In March 2025, Allica was listed as the second fastest growing company in Europe in the FT1000, the list of Europe’s 1,000 fastest growing companies for 2025, compiled by the Financial Times.

In Allica's 2025 annual results, it revealed it had reached over 14,000 business current account customers, with total lending reaching more than £3.7 billion.

Allica achieved unicorn status in February 2026 with a valuation of $1.2 billion. At the time it said it had over 30,000 business customers across its current account, savings and lending products.

== Fundraising ==
Warwick Capital Partners led a £26 million funding round in Allica Bank in September 2020.

In late-November 2021, Allica Bank announced it had closed a £110 million Series B fundraise, led by new investor Atalaya Capital Management, along with existing investor, Warwick Capital Partners.

In June 2022, Allica Bank raised a further £55 million from existing investors Warwick and Atalaya, and British Business Investments (part of the British Business Bank).

TCV, a leading global technology investor, led a £100 million funding round in Allica Bank in December 2022, alongside existing investors Warwick and Atalaya.

Allica achieved unicorn status in February 2026 with a valuation of $1.2 billion.
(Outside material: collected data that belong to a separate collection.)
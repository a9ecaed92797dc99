// crates/sync-engine/src/protocol.rs
//! Batch payloads exchanged with the sync server

use crate::codec;
use crate::error::{SyncError, SyncResult};
use crate::types::SyncAction;
use serde::Deserialize;
use serde_json::Value;

/// Actions encoded for one upload request (a JSON array of records)
#[derive(Debug, Clone, PartialEq)]
pub struct ActionUpload {
    records: Vec<Value>,
}

impl ActionUpload {
    /// Encodes every action; fails if any action lacks a timestamp
    pub fn new(actions: &[SyncAction]) -> SyncResult<Self> {
        let records = actions
            .iter()
            .map(codec::encode)
            .collect::<SyncResult<Vec<_>>>()?;
        Ok(Self { records })
    }

    /// Number of records in the upload
    pub fn len(&self) -> usize {
        self.records.len()
    }

    /// Returns true if there is nothing to upload
    pub fn is_empty(&self) -> bool {
        self.records.is_empty()
    }

    /// The request body as a JSON value
    pub fn to_json(&self) -> Value {
        Value::Array(self.records.clone())
    }

    /// The request body as a JSON string
    pub fn to_json_string(&self) -> SyncResult<String> {
        Ok(serde_json::to_string(&self.records)?)
    }
}

#[derive(Deserialize)]
struct RawRemoteActions {
    #[serde(default)]
    actions: Vec<Value>,
    timestamp: i64,
}

/// Actions downloaded from the sync server
#[derive(Debug, Clone)]
pub struct RemoteActions {
    /// Successfully decoded actions, in server order
    pub actions: Vec<SyncAction>,
    /// Server timestamp to pass as `since` on the next download
    pub timestamp: i64,
    /// Number of records that could not be decoded
    pub skipped: usize,
}

impl RemoteActions {
    /// Parses a download response `{"actions": [...], "timestamp": N}`
    ///
    /// Undecodable records are skipped and counted, never fatal. Only a
    /// response that is not the expected envelope is an error.
    pub fn parse(json: &str) -> SyncResult<Self> {
        let raw: RawRemoteActions = serde_json::from_str(json)
            .map_err(|e| SyncError::InvalidData(format!("episode action response: {}", e)))?;

        let total = raw.actions.len();
        let actions: Vec<SyncAction> = raw.actions.iter().filter_map(codec::decode).collect();
        let skipped = total - actions.len();
        if skipped > 0 {
            log::debug!("Skipped {} of {} undecodable sync records", skipped, total);
        }

        Ok(Self {
            actions,
            timestamp: raw.timestamp,
            skipped,
        })
    }
}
It followed a $155 million funding round, including investors Ventura Capital, GLG, Sona AM and existing investors TCV and Blue Owl.

== Acquisitions ==
In August 2024, Allica acquired specialist bridging lender Tuscan Capital.

In November 2021, Allica Bank acquired Allied Irish Banks's British SME lending portfolio, composed of about £600 million of loans to 2,000 customers. The process was reported to have completed in August 2022.

Allica entered the invoice finance and embedded payments space with the acquisition of Kriya in October 2025. It said it was aiming to achieve £1 billion of invoice finance lending by 2028.

== Locations ==
Allica Bank's main headquarters are in London and Milton Keynes. It also has an office in Manchester.